Flames and smoke gush out of the historic Taj Mahal Hotel in Mumbai, one of the sites of attacks by alleged militant gunmen on November 26, 2008. (INDRANIL MUKHERJEE – AFP/Getty Images)
American authorities listed Pakistan's intelligence agency, the Inter-Services Intelligence (ISI) Directorate, as a terrorist organization, according to new Wikileaks cables related to Guantanamo, reports the Economic Times.
The ISI was lumped with 36 other alleged terrorist groups, including al-Qaida , Hamas, Hezbollah and Iranian intelligence, the paper said.
Along with news that federal prosecutors in Chicago have charged four Pakistani men in connection with the November 2008 terrorist attacks in Mumbai, the leaks will no doubt give support to Indian officials lobbying for a shift in US policy toward Pakistan. But the most immediate impact of the cables will likely be to exacerbate tensions in the fraught alliance between Washington and Islamabad.
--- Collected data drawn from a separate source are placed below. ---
//! Error types for the fetch module.
//!
//! Two layers are defined here:
//! - [`AttemptError`] describes why a single attempt failed and feeds the
//!   retry classification in [`super::retry`].
//! - [`FetchError`] is the terminal error surfaced to callers once the
//!   fetcher gives up, either on a non-retriable failure or after the last
//!   allowed attempt.

use std::path::PathBuf;

use thiserror::Error;

/// Terminal failure of a fetch call.
///
/// Carries the URL that was requested and a human-readable cause. A caller
/// that receives this error never receives a partially built resource.
#[derive(Debug, Clone, Error, PartialEq, Eq)]
#[error("Error fetching {url}: {message}")]
pub struct FetchError {
    url: String,
    message: String,
    attempts: u32,
}

impl FetchError {
    /// Creates a fetch error for `url` with the given cause.
    pub fn new(url: impl Into<String>, message: impl Into<String>) -> Self {
        Self {
            url: url.into(),
            message: message.into(),
            attempts: 0,
        }
    }

    /// Records how many attempts were made before giving up.
    #[must_use]
    pub fn with_attempts(mut self, attempts: u32) -> Self {
        self.attempts = attempts;
        self
    }

    /// The URL that failed.
    #[must_use]
    pub fn url(&self) -> &str {
        &self.url
    }

    /// The cause, without the URL prefix.
    #[must_use]
    pub fn message(&self) -> &str {
        &self.message
    }

    /// Number of attempts made (0 when the failure happened before the first attempt).
    #[must_use]
    pub fn attempts(&self) -> u32 {
        self.attempts
    }
}

/// Failure of a single fetch attempt.
#[derive(Debug, Error)]
pub enum AttemptError {
    /// The request used a method other than GET or POST.
    #[error("Unsupported HTTP method: {method}")]
    UnsupportedMethod {
        /// The rejected method.
        method: String,
    },

    /// The URL could not be parsed.
    #[error("invalid URL: {url}")]
    InvalidUrl {
        /// The invalid URL string.
        url: String,
    },

    /// A caller-supplied header name or value is not valid HTTP.
    #[error("invalid header {name}: {reason}")]
    InvalidHeader {
        /// Header name as supplied.
        name: String,
        /// Why it was rejected.
        reason: String,
    },

    /// The request body could not be encoded.
    #[error("invalid request body: {reason}")]
    InvalidBody {
        /// Why encoding failed.
        reason: String,
    },

    /// Transport-level failure (connection refused, reset, TLS, body read).
    #[error("network error fetching {url}: {source}")]
    Network {
        /// The URL being fetched.
        url: String,
        /// The underlying transport error.
        #[source]
        source: reqwest::Error,
    },

    /// The attempt exceeded the configured timeout.
    #[error("timeout fetching {url}")]
    Timeout {
        /// The URL that timed out.
        url: String,
    },

    /// Reading or writing the stream target failed.
    #[error("IO error writing to {path}: {source}")]
    Io {
        /// The stream target.
        path: PathBuf,
        /// The underlying IO error.
        #[source]
        source: std::io::Error,
    },

    /// The HTTP session could not be established.
    #[error("failed to establish HTTP session: {source}")]
    Session {
        /// The client builder error.
        #[source]
        source: reqwest::Error,
    },

    /// Any other failure raised while reading a response.
    #[error("{message}")]
    Response {
        /// Description of the failure.
        message: String,
    },
}

impl AttemptError {
    /// Creates an unsupported-method error.
    pub fn unsupported_method(method: impl Into<String>) -> Self {
        Self::UnsupportedMethod {
            method: method.into(),
        }
    }

    /// Creates an invalid URL error.
    pub fn invalid_url(url: impl Into<String>) -> Self {
        Self::InvalidUrl { url: url.into() }
    }

    /// Creates an invalid header error.
    pub fn invalid_header(name: impl Into<String>, reason: impl ToString) -> Self {
        Self::InvalidHeader {
            name: name.into(),
            reason: reason.to_string(),
        }
    }

    /// Creates an invalid body error.
    pub fn invalid_body(reason: impl ToString) -> Self {
        Self::InvalidBody {
            reason: reason.to_string(),
        }
    }

    /// Maps a transport error, promoting timeouts to [`AttemptError::Timeout`].
    ///
    /// Builder errors (such as a JSON body that fails to serialize) surface
    /// on send and become [`AttemptError::InvalidBody`].
    pub fn transport(url: impl Into<String>, source: reqwest::Error) -> Self {
        let url = url.into();
        if source.is_timeout() {
            Self::Timeout { url }
        } else if source.is_builder() {
            Self::invalid_body(source)
        } else {
            Self::Network { url, source }
        }
    }

    /// Creates a timeout error.
    pub fn timeout(url: impl Into<String>) -> Self {
        Self::Timeout { url: url.into() }
    }

    /// Creates an IO error for the given stream target.
    pub fn io(path: impl Into<PathBuf>, source: std::io::Error) -> Self {
        Self::Io {
            path: path.into(),
            source,
        }
    }

    /// Creates a session error.
    pub fn session(source: reqwest::Error) -> Self {
        Self::Session { source }
    }

    /// Creates a generic response-handling error.
    pub fn response(message: impl Into<String>) -> Self {
        Self::Response {
            message: message.into(),
        }
    }
}

// No `From<reqwest::Error>` / `From<std::io::Error>`: every variant needs the
// URL or path that the source error does not carry.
ET makes an interesting point about the Wikileaks revelation, however:
The American mainstream media largely ignored the US red-flagging of ISI, but it was highlighted by the British newspaper Guardian. "The inclusion of association with the ISI as a 'threat indicator' in this document is likely to pour fuel on the flames of Washington's already strained relationship with its key regional ally," the paper observed, adding that "a number of the detainee files also contain references, apparently based on intelligence reporting, to the ISI supporting, co-ordinating and protecting insurgents fighting coalition forces in Afghanistan, or even assisting al-Qaida."